她诧异地看了他一眼,拿着他给的衣服,准备进浴室换。

“就在这换,别磨蹭,我又不是没见过!”他一双目光牢牢黏在她身上。

“去!”她微红了脸,啐了他一口。

不过,倒真的听了他的话,没进去换,只在换的时候,转过了背。

结果,她错了,大错特错了,又被他按住啃了好一阵,若不是她再三强调时间来不及了,真担心会被他给就地办了…

匆匆忙忙换上衣服,也没来得及去照照镜子,就被他拖着出了门。

她不由瞪他,这会儿急了?刚才搂着她不放的时候怎么不急?

“这件衣服好吗?”他给她拿的不正是那件薄荷绿的裙子吗?领口开得有些低,上一回被他明令禁止穿的…

“好啊!怎么不好?”他把她塞进车里,关了车门。

车,渐渐驶入繁华的市区,让陶子有种错觉,由世外入红尘的错觉…

这段日子的部队生活,远离喧嚣,远离城市,竟是前所未有的平静和幸福,骤然回到城市,还真有些不适应…

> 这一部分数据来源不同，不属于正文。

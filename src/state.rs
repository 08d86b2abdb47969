use std::fmt;
use std::ops::Index;

use itertools::{EitherOrBoth, Itertools};
use serde::{Deserialize, Serialize};

/// Activity of every neuron at one time step, indexed by neuron id.
#[derive(Debug, Clone, PartialEq, Eq, Default, Serialize, Deserialize)]
pub struct StateVector(Vec<bool>);

impl StateVector {
    pub fn from_bits(bits: &[u8]) -> Self {
        Self(bits.iter().map(|bit| *bit != 0).collect())
    }

    pub fn len(&self) -> usize {
        self.0.len()
    }

    pub fn is_empty(&self) -> bool {
        self.0.is_empty()
    }

    pub fn as_slice(&self) -> &[bool] {
        &self.0
    }

    pub fn into_inner(self) -> Vec<bool> {
        self.0
    }

    pub fn num_active(&self) -> usize {
        self.0.iter().filter(|active| **active).count()
    }

    pub fn active_nids(&self) -> impl Iterator<Item = usize> + '_ {
        self.0.iter().positions(|active| *active)
    }

    /// Neuron ids at which the two vectors disagree.
    pub fn diff<'a>(&'a self, other: &'a StateVector) -> impl Iterator<Item = usize> + 'a {
        self.0
            .iter()
            .zip_longest(other.0.iter())
            .positions(|pair| match pair {
                EitherOrBoth::Both(a, b) => a != b,
                _ => true,
            })
    }
}

impl From<Vec<bool>> for StateVector {
    fn from(states: Vec<bool>) -> Self {
        Self(states)
    }
}

impl Index<usize> for StateVector {
    type Output = bool;

    fn index(&self, nid: usize) -> &bool {
        &self.0[nid]
    }
}

impl fmt::Display for StateVector {
    fn fmt(&self, f: &mut fmt::Formatter) -> fmt::Result {
        let rendered = self
            .0
            .iter()
            .map(|active| if *active { '1' } else { '0' })
            .join(" ");
        f.write_str(&rendered)
    }
}

#[cfg(test)]
mod tests {
    use super::*;
    use itertools::assert_equal;

    #[test]
    fn display() {
        let states = StateVector::from_bits(&[1, 0, 1, 1, 0]);
        assert_eq!(states.to_string(), "1 0 1 1 0");
        assert_eq!(StateVector::default().to_string(), "");
    }

    #[test]
    fn active_neurons() {
        let states = StateVector::from_bits(&[0, 1, 1, 0, 1]);
        assert_eq!(states.num_active(), 3);
        assert_equal(states.active_nids(), [1, 2, 4]);
        assert!(states[1]);
        assert!(!states[3]);
    }

    #[test]
    fn diff_reports_disagreements() {
        let left = StateVector::from_bits(&[0, 1, 1, 0]);
        let right = StateVector::from_bits(&[0, 0, 1, 1]);
        assert_equal(left.diff(&right), [1, 3]);
        assert_eq!(left.diff(&left).count(), 0);

        let shorter = StateVector::from_bits(&[0, 1]);
        assert_equal(left.diff(&shorter), [2, 3]);
    }
}
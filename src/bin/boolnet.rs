use std::error::Error;
use std::fs::File;
use std::io;
use std::path::PathBuf;
use std::process::ExitCode;

use boolnet::direct::DirectSimulator;
use boolnet::generator;
use boolnet::harness;
use boolnet::incremental::IncrementalSimulator;
use boolnet::input::{self, Instance};
use boolnet::params::{
    self, GeneratorParams, InputParams, NumericDomain, RunParams, Topology,
};
use boolnet::report;
use boolnet::simulator::Simulator;
use clap::{Args, Parser, Subcommand};
use log::{debug, error, info};

#[path = "../scenario_params.rs"]
mod scenario_params;

#[derive(Parser, Debug)]
#[command(
    name = "boolnet",
    version,
    about = "Boolean threshold network simulator",
    long_about = None
)]
struct Cli {
    /// Increase log verbosity (-v debug, -vv trace)
    #[arg(short, long, action = clap::ArgAction::Count, global = true)]
    verbose: u8,

    #[command(subcommand)]
    command: Command,
}

#[derive(Subcommand, Debug)]
enum Command {
    /// Simulate with the direct simulator and print the final state
    Run(InstanceArgs),
    /// Simulate with the incremental simulator and print the final state
    RunFast(InstanceArgs),
    /// Run both simulators, compare the results and time them
    Verify {
        #[command(flatten)]
        instance: InstanceArgs,

        /// Print the result as JSON
        #[arg(long)]
        json: bool,
    },
    /// Time both simulators on a generated instance (defaults to the demo scenario)
    Bench {
        #[command(flatten)]
        generator: GeneratorArgs,

        /// Print the result as JSON
        #[arg(long)]
        json: bool,
    },
    /// Print a generated instance in the text input format
    Generate(GeneratorArgs),
}

#[derive(Args, Debug)]
struct InstanceArgs {
    /// Instance file, standard input if omitted
    #[arg(short, long)]
    input: Option<PathBuf>,

    /// Neuron ids in edge lines start at 0 instead of 1
    #[arg(long)]
    zero_based: bool,

    /// Reject non-integral thresholds and weights
    #[arg(long)]
    integral: bool,

    /// Log the state every K steps (visible with -vv)
    #[arg(long, value_name = "K")]
    trace_every: Option<usize>,
}

#[derive(Args, Debug)]
struct GeneratorArgs {
    #[arg(long)]
    neurons: Option<usize>,

    #[arg(long)]
    edges: Option<usize>,

    #[arg(long)]
    steps: Option<usize>,

    #[arg(long)]
    seed: Option<u64>,

    /// Draw sources uniformly instead of giving every neuron the same out-degree
    #[arg(long)]
    uniform_sources: bool,

    /// Exclude self-loops and parallel edges
    #[arg(long)]
    simple: bool,

    /// Draw integral thresholds and weights
    #[arg(long)]
    integral: bool,
}

impl InstanceArgs {
    fn input_params(&self) -> InputParams {
        InputParams {
            index_base: if self.zero_based { 0 } else { 1 },
            numeric_domain: if self.integral {
                NumericDomain::Integer
            } else {
                NumericDomain::Real
            },
        }
    }

    fn run_params(&self) -> RunParams {
        RunParams {
            trace_every: self.trace_every,
        }
    }

    fn load(&self) -> Result<Instance, Box<dyn Error>> {
        let input_params = self.input_params();
        let instance = match &self.input {
            Some(path) => {
                info!("reading instance from {}", path.display());
                input::read_instance(File::open(path)?, &input_params)?
            }
            None => input::read_instance(io::stdin().lock(), &input_params)?,
        };

        debug!(
            "instance: {} neurons, {} edges, {} steps",
            instance.network.num_neurons(),
            instance.network.num_edges(),
            instance.num_steps
        );

        Ok(instance)
    }
}

impl GeneratorArgs {
    fn generator_params(&self) -> GeneratorParams {
        let mut generator_params = scenario_params::get_scenario_params();

        if let Some(neurons) = self.neurons {
            generator_params.num_neurons = neurons;
        }
        if let Some(edges) = self.edges {
            generator_params.num_edges = edges;
        }
        if let Some(steps) = self.steps {
            generator_params.num_steps = steps;
        }
        if self.seed.is_some() {
            generator_params.seed = self.seed;
        }
        if self.uniform_sources {
            generator_params.topology = Topology::Random;
        }
        if self.simple {
            generator_params.allow_self_loops = false;
            generator_params.allow_duplicate_edges = false;
        }
        if self.integral {
            generator_params.numeric_domain = NumericDomain::Integer;
            generator_params.threshold_range = (1.0, 2.0);
            generator_params.weight_range = (0.0, 1.0);
        }

        generator_params
    }
}

fn simulate(args: &InstanceArgs, simulator: &impl Simulator) -> Result<(), Box<dyn Error>> {
    let run_params = args.run_params();
    params::validate_run_params(&run_params)?;

    let instance = args.load()?;
    let states = simulator.run(&instance.network, instance.num_steps);
    println!("{}", states);

    Ok(())
}

fn execute(command: &Command) -> Result<(), Box<dyn Error>> {
    match command {
        Command::Run(args) => simulate(args, &DirectSimulator::from_params(&args.run_params())),
        Command::RunFast(args) => {
            simulate(args, &IncrementalSimulator::from_params(&args.run_params()))
        }
        Command::Verify { instance, json } => {
            let run_params = instance.run_params();
            params::validate_run_params(&run_params)?;

            let loaded = instance.load()?;
            let verification = harness::verify(&loaded.network, loaded.num_steps, &run_params);

            if *json {
                println!("{}", serde_json::to_string_pretty(&verification)?);
            } else {
                println!("{}", report::format_verification(&verification));
            }

            Ok(())
        }
        Command::Bench { generator, json } => {
            let (network, num_steps) = generator::generate(&generator.generator_params())?;
            info!(
                "benchmarking {} neurons, {} edges, {} steps",
                network.num_neurons(),
                network.num_edges(),
                num_steps
            );
            let benchmark_report = harness::benchmark(&network, num_steps, &RunParams::default());

            if *json {
                println!("{}", serde_json::to_string_pretty(&benchmark_report)?);
            } else {
                println!("{}", report::format_benchmark(&benchmark_report));
            }

            Ok(())
        }
        Command::Generate(generator) => {
            let (network, num_steps) = generator::generate(&generator.generator_params())?;
            print!("{}", input::write_instance(&network, num_steps, 1));

            Ok(())
        }
    }
}

fn main() -> ExitCode {
    let cli = Cli::parse();

    env_logger::Builder::from_default_env()
        .filter_level(match cli.verbose {
            0 => log::LevelFilter::Info,
            1 => log::LevelFilter::Debug,
            _ => log::LevelFilter::Trace,
        })
        .init();

    match execute(&cli.command) {
        Ok(()) => ExitCode::SUCCESS,
        Err(err) => {
            error!("{}", err);
            ExitCode::FAILURE
        }
    }
}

不知为什么,她并不喜欢这种感觉,如果可以,她倒是愿意一辈子和他偏居一隅,与世无争,只是,这好像不现实…每个人的一生,都有太多的人和事要面对,避世,那是不切实际的奢望…七点半,准时赶到所约地点——左辰远所开餐厅中的一家,算得上本城顶级饭店之一,于吃晚饭而言,已是过晚,幸而早有预定,两人直接往包间走去。

包间门口,陶子正要敲门进去,宁震谦却搂住了她的腰。

嗯?再次觉得诧异,不是军嫂十不准吗?不是连牵手也不可以吗?是因为他今天穿的便装?

不管了,推了门进去,骆东勤和林昆已经在等了。

“真抱歉,来晚了!久等了吧?”陶子先表达了歉意。

骆东勤永远一副温文尔雅的样子,微笑着点了点头,林昆则没那么君子,直接上来给了宁震谦一拳,“小震哥!好久不见了啊!”

得见林昆,宁震谦亦是十分高兴,“好久不见!”只是,搂着陶子腰的手,却始终没有松开。

“小震哥!你可太不地道了!就这么悄悄的把我们囡囡给娶回家,也没个声响!”林昆目光落在陶子身上,尤其脖子上,愕然,而后古里古怪地笑,“小震哥威武…”

宁震谦笑而不语。

陶子却不知两人在说什么,只道,“都坐吧,别站着说话!”

“嘿嘿!”林昆再次笑得很有内容…

服务员进来征得他们同意上菜以后,林昆便开始做介绍,“东勤哥,这就是我常常提起的小震哥,小震哥,这是骆东勤先生,来自S市,来我们家乡投资建厂的,年轻有为。”

“久仰!”

宁震谦和骆东勤竟然异口同声…

林昆诧异地看着两人,转而一笑,“是吗?那敢情好!大家都是熟人,就不用介绍了!来,先喝一杯,叙叙旧情!小震哥,别怪我喧宾夺主啊!我年龄最小,就辛苦当壶官了!”

林昆说着给他们斟酒。

宁震谦却用手盖住了杯子,“今晚你们喝个尽兴,我就不喝了。”

“小震哥,这可就没意思了…”林昆兴致大减。

宁震谦却将身边的陶子搂了搂紧,目光略略扫过骆东勤,“林昆,不是我不陪你喝,而是造人计划正在进行中,这酒和烟,我都已经戒了!”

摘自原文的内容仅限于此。